Детали исследований его секретной лаборатории, как и имена подопытных, до сих пор засекречены. Но остались покаянные письма ее руководителя к своему начальству. В феврале 1953‑го он писал Берии, тогдашнему министру внутренних дел: “У меня есть предложения по использованию некоторых новых веществ: как снотворного, так и смертельного действия. В осуществление этой вполне правильной Вашей установки, данной мне, что наша техника применения наших средств в пищевых продуктах и напитках устарела и что необходимо искать новые пути воздействия через вдыхаемый воздух”.

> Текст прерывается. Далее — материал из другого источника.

mod camera;
mod input;
mod iso;
mod loop_runner;
mod metrics;
mod rendering;
mod scene;
mod shared;

pub use camera::{Camera2D, WorldRect, CAMERA_DEFAULT_MAX_ZOOM, CAMERA_ZOOM_STEP_FACTOR};
pub use input::{
    InputAction, InputPort, JoystickHandle, ListenerKind, VirtualJoystick, JOYSTICK_SIZE_PX,
};
pub use iso::{depth_key, grid_to_iso, iso_to_grid, GridPos, ELEVATION_STEP_PX};
pub use loop_runner::{
    run_app, run_app_with_handles, AppError, CameraConfig, LoopConfig, RuntimeHandles,
    RuntimePhase, SLOW_FRAME_ENV_VAR,
};
pub use rendering::{
    screen_to_world, sprite_screen_rect, world_to_screen, world_to_screen_px, Renderer,
    ScreenRect, Viewport,
};
pub use scene::{
    AnimationDesc, Entity, EntityId, EntityKind, GroundLayer, GroundTile, InputSnapshot,
    IsoTransform, Scene, SceneCommand, SceneVisualState, SceneWorld, ScreenParticle, SpriteRef,
    Vec2, Visual,
};
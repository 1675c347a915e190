use std::f32::consts::TAU;

use engine::{GridPos, ScreenParticle, Vec2};

use super::map::fract_hash;

pub(crate) const PARTICLE_COUNT: usize = 50;
/// Margin around the viewport a particle may drift through before recycling.
pub(crate) const RESPAWN_MARGIN_PX: f32 = 50.0;
const FRAMES_PER_SECOND: f32 = 60.0;
const FALL_FACTOR: f32 = 0.5;
const WOBBLE_AMPLITUDE_PX: f32 = 0.5;
const WOBBLE_RATE: f32 = 0.05;
const PETAL_SPEED_FACTOR: f32 = 0.7;
const FOREST_EDGE_CELLS: i32 = 5;
const PLAZA_RADIUS_CELLS: f32 = 6.0;

#[derive(Debug, Clone, Copy, Default, PartialEq, Eq)]
pub(crate) enum ParticleKind {
    #[default]
    Dust,
    Leaves,
    Petals,
}

impl ParticleKind {
    pub(crate) fn name(self) -> &'static str {
        match self {
            ParticleKind::Dust => "dust",
            ParticleKind::Leaves => "leaves",
            ParticleKind::Petals => "petals",
        }
    }

    fn color(self) -> [u8; 3] {
        match self {
            ParticleKind::Dust => [0xf5, 0xf5, 0xf5],
            ParticleKind::Leaves => [0xba, 0x5c, 0x12],
            ParticleKind::Petals => [0xff, 0xd1, 0xdc],
        }
    }

    fn radii(self) -> (f32, f32) {
        match self {
            ParticleKind::Dust => (1.5, 1.5),
            ParticleKind::Leaves => (4.0, 8.0),
            ParticleKind::Petals => (3.0, 5.0),
        }
    }

    fn alpha(self) -> f32 {
        match self {
            ParticleKind::Dust => 0.4,
            ParticleKind::Leaves => 0.7,
            ParticleKind::Petals => 0.8,
        }
    }

    fn speed_factor(self) -> f32 {
        match self {
            ParticleKind::Petals => PETAL_SPEED_FACTOR,
            ParticleKind::Dust | ParticleKind::Leaves => 1.0,
        }
    }
}

#[derive(Debug, Clone, Copy, PartialEq, Eq)]
pub(crate) enum Biome {
    Forest,
    Plaza,
    Default,
}

impl Biome {
    pub(crate) fn particle_kind(self) -> ParticleKind {
        match self {
            Biome::Forest => ParticleKind::Leaves,
            Biome::Plaza => ParticleKind::Petals,
            Biome::Default => ParticleKind::Dust,
        }
    }
}

/// Edge band of the map is forest, the disc around the centre is plaza.
pub(crate) fn biome_at(cell: GridPos, map_size: u32) -> Biome {
    let size = map_size.min(i32::MAX as u32) as i32;
    if cell.x < FOREST_EDGE_CELLS
        || cell.y < FOREST_EDGE_CELLS
        || cell.x > size - 1 - FOREST_EDGE_CELLS
        || cell.y > size - 1 - FOREST_EDGE_CELLS
    {
        return Biome::Forest;
    }
    let center = map_size as f32 * 0.5 - 0.5;
    let dx = cell.x as f32 - center;
    let dy = cell.y as f32 - center;
    if (dx * dx + dy * dy).sqrt() <= PLAZA_RADIUS_CELLS {
        Biome::Plaza
    } else {
        Biome::Default
    }
}

#[derive(Debug, Clone, Copy, PartialEq)]
pub(crate) struct Particle {
    pub(crate) position: Vec2,
    speed: f32,
    spin: f32,
    rotation: f32,
    wobble: f32,
}

/// Fixed pool of screen-space motes sharing one kind.
#[derive(Debug, Clone)]
pub(crate) struct ParticleSystem {
    particles: Vec<Particle>,
    kind: ParticleKind,
    width: f32,
    height: f32,
    serial: u64,
}

impl ParticleSystem {
    pub(crate) fn new(viewport: (u32, u32)) -> Self {
        let mut system = Self {
            particles: Vec::with_capacity(PARTICLE_COUNT),
            kind: ParticleKind::default(),
            width: viewport.0 as f32,
            height: viewport.1 as f32,
            serial: 0,
        };
        for _ in 0..PARTICLE_COUNT {
            let x = system.next_unit() * system.width;
            let y = system.next_unit() * system.height;
            let speed = 0.5 + system.next_unit() * 1.5;
            let spin = (system.next_unit() - 0.5) * 0.1;
            let rotation = system.next_unit() * TAU;
            let wobble = system.next_unit() * TAU;
            system.particles.push(Particle {
                position: Vec2::new(x, y),
                speed,
                spin,
                rotation,
                wobble,
            });
        }
        system
    }

    pub(crate) fn kind(&self) -> ParticleKind {
        self.kind
    }

    /// Switches every particle at once; position and phase carry over.
    pub(crate) fn set_kind(&mut self, kind: ParticleKind) -> bool {
        if self.kind == kind {
            return false;
        }
        self.kind = kind;
        true
    }

    pub(crate) fn resize(&mut self, viewport: (u32, u32)) {
        self.width = viewport.0 as f32;
        self.height = viewport.1 as f32;
    }

    pub(crate) fn particles(&self) -> &[Particle] {
        &self.particles
    }

    pub(crate) fn update(&mut self, dt_seconds: f32) {
        let frames = dt_seconds * FRAMES_PER_SECOND;
        let factor = self.kind.speed_factor();
        for index in 0..self.particles.len() {
            let particle = &mut self.particles[index];
            let velocity = particle.speed * factor;
            particle.position.x -= FALL_FACTOR * velocity * frames;
            particle.position.y += FALL_FACTOR * velocity * frames;
            particle.position.x += particle.wobble.sin() * WOBBLE_AMPLITUDE_PX;
            particle.rotation = (particle.rotation + particle.spin * frames) % TAU;
            particle.wobble = (particle.wobble + WOBBLE_RATE * frames) % TAU;

            if !self.in_bounds(self.particles[index].position) {
                let respawn = self.respawn_point();
                self.particles[index].position = respawn;
            }
        }
    }

    pub(crate) fn in_bounds(&self, position: Vec2) -> bool {
        position.x >= -RESPAWN_MARGIN_PX
            && position.x <= self.width + RESPAWN_MARGIN_PX
            && position.y >= -RESPAWN_MARGIN_PX
            && position.y <= self.height + RESPAWN_MARGIN_PX
    }

    /// Half of the respawns enter along the top edge, half along the right.
    fn respawn_point(&mut self) -> Vec2 {
        if self.next_unit() > 0.5 {
            Vec2::new(
                self.next_unit() * (self.width + RESPAWN_MARGIN_PX),
                -RESPAWN_MARGIN_PX,
            )
        } else {
            Vec2::new(
                self.width + RESPAWN_MARGIN_PX,
                self.next_unit() * (self.height + RESPAWN_MARGIN_PX * 2.0) - RESPAWN_MARGIN_PX,
            )
        }
    }

    pub(crate) fn write_screen(&self, out: &mut Vec<ScreenParticle>) {
        let (radius_x, radius_y) = self.kind.radii();
        let color = self.kind.color();
        let alpha = self.kind.alpha();
        out.clear();
        out.extend(self.particles.iter().map(|particle| ScreenParticle {
            position: particle.position,
            rotation: particle.rotation,
            radius_x,
            radius_y,
            color,
            alpha,
        }));
    }

    /// Deterministic `[0, 1)` draw from a running serial.
    fn next_unit(&mut self) -> f32 {
        self.serial = self.serial.wrapping_add(1);
        let value = fract_hash(self.serial as f64, 7.0, 12.9898, 78.233, 43758.5453).abs() as f32;
        value.min(1.0 - f32::EPSILON)
    }
}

Многие исследователи сталинской эпохи сходятся на том, что Майрановский много лет изучал действие растительного яда рицина. По мнению профессора, в определенных дозах он оказывал эффект “сыворотки правды”.
Сам Майрановский на допросах показал: “Во время моих опытов по применению ядов, которые я испытывал над осужденными к высшей мере наказания, я столкнулся с тем, что некоторые из ядов могут быть использованы для выявления так называемой откровенности у подследственных лиц. Этими веществами оказались хлораль-скополамин и фенамин-бензедрин”.
При введении второго препарата, по словам Майрановского, у испытуемого появляется сильное возбужденное состояние коры головного мозга, длительная бессонница в течение нескольких суток в зависимости от дозы, возникает неудержимая потребность высказаться.
Но главное достижение тайной лаборатории - карбиламинхолинхлорид, вещество, которое на то время невозможно было выявить в организме. Оно вызывало острую сердечную недостаточность.
Такой же диагноз врачи поставили и самому Майрановскому, когда он через два года после отсидки внезапно умер, будучи руководителем химлаборатории в Махачкале.